#### EXTRACTED RECORDS:

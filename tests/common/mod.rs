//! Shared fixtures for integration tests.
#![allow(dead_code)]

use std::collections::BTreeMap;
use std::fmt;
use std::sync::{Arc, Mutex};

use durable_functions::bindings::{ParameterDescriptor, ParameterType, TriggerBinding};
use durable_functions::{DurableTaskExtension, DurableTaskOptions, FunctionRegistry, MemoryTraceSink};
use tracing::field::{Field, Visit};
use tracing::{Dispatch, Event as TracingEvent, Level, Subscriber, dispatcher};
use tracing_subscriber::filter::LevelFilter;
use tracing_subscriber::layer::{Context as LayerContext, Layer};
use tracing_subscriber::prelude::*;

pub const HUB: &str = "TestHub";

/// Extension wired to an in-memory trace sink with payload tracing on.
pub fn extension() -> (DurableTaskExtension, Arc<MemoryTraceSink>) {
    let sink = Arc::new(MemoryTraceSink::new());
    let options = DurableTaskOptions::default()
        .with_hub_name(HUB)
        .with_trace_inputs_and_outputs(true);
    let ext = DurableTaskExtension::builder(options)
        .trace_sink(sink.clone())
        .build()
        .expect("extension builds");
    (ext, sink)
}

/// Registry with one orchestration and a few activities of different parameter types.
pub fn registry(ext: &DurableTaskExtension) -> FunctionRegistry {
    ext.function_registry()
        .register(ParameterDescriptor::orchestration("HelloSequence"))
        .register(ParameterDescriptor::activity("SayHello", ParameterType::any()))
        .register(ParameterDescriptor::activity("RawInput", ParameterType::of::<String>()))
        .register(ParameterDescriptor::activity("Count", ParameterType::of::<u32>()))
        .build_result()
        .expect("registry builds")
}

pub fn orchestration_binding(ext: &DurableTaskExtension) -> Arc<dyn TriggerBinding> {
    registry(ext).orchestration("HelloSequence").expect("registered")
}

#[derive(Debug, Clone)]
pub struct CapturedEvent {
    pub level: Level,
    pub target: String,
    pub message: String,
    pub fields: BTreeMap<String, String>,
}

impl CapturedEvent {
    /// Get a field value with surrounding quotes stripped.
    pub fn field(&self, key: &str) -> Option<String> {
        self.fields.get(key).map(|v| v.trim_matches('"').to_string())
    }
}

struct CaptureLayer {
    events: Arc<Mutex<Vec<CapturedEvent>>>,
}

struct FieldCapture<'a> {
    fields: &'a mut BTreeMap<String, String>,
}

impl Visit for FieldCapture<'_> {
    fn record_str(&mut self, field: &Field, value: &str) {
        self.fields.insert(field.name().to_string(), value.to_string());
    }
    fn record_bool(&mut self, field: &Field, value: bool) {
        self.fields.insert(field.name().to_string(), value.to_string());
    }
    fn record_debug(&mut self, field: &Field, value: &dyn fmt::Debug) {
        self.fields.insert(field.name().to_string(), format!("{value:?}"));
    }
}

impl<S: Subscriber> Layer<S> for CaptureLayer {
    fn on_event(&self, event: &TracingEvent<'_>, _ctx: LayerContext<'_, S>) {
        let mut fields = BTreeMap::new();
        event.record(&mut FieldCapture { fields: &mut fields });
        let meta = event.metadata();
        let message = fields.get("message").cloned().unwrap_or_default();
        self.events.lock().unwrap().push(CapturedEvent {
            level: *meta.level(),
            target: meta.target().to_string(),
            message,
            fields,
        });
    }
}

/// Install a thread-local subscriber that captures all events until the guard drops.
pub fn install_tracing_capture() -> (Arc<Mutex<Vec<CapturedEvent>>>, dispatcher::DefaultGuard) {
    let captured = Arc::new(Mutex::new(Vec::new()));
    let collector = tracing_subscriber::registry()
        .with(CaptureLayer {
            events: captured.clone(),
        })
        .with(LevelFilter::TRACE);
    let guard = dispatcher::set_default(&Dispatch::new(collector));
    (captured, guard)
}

--

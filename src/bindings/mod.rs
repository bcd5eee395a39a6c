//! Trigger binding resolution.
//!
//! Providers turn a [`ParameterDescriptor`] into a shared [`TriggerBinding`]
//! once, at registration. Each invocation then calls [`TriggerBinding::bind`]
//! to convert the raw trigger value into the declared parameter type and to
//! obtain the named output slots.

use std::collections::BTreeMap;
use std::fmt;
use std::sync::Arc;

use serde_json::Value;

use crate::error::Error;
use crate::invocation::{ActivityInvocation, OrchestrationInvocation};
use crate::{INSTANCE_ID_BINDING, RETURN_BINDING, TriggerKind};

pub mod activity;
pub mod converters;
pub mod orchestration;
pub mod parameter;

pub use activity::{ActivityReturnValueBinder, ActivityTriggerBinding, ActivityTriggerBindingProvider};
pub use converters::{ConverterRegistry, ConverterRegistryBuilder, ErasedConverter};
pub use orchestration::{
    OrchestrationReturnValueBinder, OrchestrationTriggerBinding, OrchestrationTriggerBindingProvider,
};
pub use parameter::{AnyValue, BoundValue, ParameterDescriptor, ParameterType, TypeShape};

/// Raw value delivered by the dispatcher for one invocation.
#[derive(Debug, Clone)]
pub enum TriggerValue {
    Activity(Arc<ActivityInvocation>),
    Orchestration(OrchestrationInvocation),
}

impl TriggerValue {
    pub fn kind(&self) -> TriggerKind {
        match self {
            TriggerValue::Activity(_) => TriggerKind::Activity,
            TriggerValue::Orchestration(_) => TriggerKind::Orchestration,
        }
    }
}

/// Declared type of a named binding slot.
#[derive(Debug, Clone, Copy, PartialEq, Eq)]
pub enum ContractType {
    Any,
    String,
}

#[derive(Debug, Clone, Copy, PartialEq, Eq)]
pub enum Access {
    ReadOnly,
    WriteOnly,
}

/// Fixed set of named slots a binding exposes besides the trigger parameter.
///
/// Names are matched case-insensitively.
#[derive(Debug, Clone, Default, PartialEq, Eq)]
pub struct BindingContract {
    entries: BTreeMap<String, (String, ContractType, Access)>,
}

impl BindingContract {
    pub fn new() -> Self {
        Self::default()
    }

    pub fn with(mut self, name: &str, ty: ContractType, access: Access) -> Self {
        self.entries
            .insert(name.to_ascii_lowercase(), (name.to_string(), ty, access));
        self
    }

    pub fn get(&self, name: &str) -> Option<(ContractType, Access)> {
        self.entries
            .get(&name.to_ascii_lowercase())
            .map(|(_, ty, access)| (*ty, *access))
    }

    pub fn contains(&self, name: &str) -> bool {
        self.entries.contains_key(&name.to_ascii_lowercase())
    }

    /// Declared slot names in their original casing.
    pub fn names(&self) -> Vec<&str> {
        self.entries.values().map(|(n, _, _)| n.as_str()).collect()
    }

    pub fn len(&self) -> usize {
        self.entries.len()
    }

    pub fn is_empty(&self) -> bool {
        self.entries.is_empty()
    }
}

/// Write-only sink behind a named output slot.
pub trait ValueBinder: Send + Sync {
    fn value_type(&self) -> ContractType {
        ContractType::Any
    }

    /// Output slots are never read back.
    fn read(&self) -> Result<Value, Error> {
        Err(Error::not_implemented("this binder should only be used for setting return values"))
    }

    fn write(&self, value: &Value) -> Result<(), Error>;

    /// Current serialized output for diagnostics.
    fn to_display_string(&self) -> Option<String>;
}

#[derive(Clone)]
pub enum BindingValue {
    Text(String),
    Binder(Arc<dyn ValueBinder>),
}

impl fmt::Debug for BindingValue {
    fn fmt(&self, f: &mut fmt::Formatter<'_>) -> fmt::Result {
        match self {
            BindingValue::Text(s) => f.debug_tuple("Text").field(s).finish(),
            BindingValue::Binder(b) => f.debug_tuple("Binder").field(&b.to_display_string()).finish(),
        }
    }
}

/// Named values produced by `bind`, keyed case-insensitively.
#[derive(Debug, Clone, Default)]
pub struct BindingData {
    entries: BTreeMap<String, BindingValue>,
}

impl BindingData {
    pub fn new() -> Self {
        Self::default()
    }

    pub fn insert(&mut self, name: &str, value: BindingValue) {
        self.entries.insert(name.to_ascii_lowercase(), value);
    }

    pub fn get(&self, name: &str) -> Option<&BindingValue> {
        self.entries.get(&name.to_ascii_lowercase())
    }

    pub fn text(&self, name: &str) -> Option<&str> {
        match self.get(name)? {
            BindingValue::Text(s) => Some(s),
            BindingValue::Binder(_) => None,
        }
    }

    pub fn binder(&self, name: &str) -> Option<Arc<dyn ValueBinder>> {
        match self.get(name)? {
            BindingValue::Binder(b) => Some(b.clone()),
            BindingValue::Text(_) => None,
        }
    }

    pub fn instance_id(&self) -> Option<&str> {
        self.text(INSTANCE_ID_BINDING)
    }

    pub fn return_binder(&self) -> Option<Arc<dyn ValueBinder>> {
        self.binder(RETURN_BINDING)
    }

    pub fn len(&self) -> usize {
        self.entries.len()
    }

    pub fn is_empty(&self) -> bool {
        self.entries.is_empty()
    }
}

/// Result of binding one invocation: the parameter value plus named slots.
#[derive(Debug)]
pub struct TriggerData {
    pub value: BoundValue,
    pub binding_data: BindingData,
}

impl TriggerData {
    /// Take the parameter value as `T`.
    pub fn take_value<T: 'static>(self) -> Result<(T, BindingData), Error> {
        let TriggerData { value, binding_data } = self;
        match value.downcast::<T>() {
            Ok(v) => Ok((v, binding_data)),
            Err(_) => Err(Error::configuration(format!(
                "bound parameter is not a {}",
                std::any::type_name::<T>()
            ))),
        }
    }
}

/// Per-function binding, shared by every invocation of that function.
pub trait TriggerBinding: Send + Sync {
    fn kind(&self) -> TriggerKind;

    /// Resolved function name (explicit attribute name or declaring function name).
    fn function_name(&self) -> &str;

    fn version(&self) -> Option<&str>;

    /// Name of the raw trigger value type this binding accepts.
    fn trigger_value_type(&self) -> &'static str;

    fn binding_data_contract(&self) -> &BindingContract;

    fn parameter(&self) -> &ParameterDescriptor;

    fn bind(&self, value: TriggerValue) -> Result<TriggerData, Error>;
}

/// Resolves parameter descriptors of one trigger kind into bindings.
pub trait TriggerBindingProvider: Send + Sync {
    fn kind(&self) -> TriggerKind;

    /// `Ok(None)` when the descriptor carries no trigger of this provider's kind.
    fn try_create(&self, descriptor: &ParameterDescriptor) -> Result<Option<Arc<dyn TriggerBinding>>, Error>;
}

#### WHAT YOU WILL DO:
Copy out every line from the material above in which the word "expect" appears.

#### SOLVED EXERCISE:
        .expect("extension builds");
        .expect("registry builds")
    registry(ext).orchestration("HelloSequence").expect("registered")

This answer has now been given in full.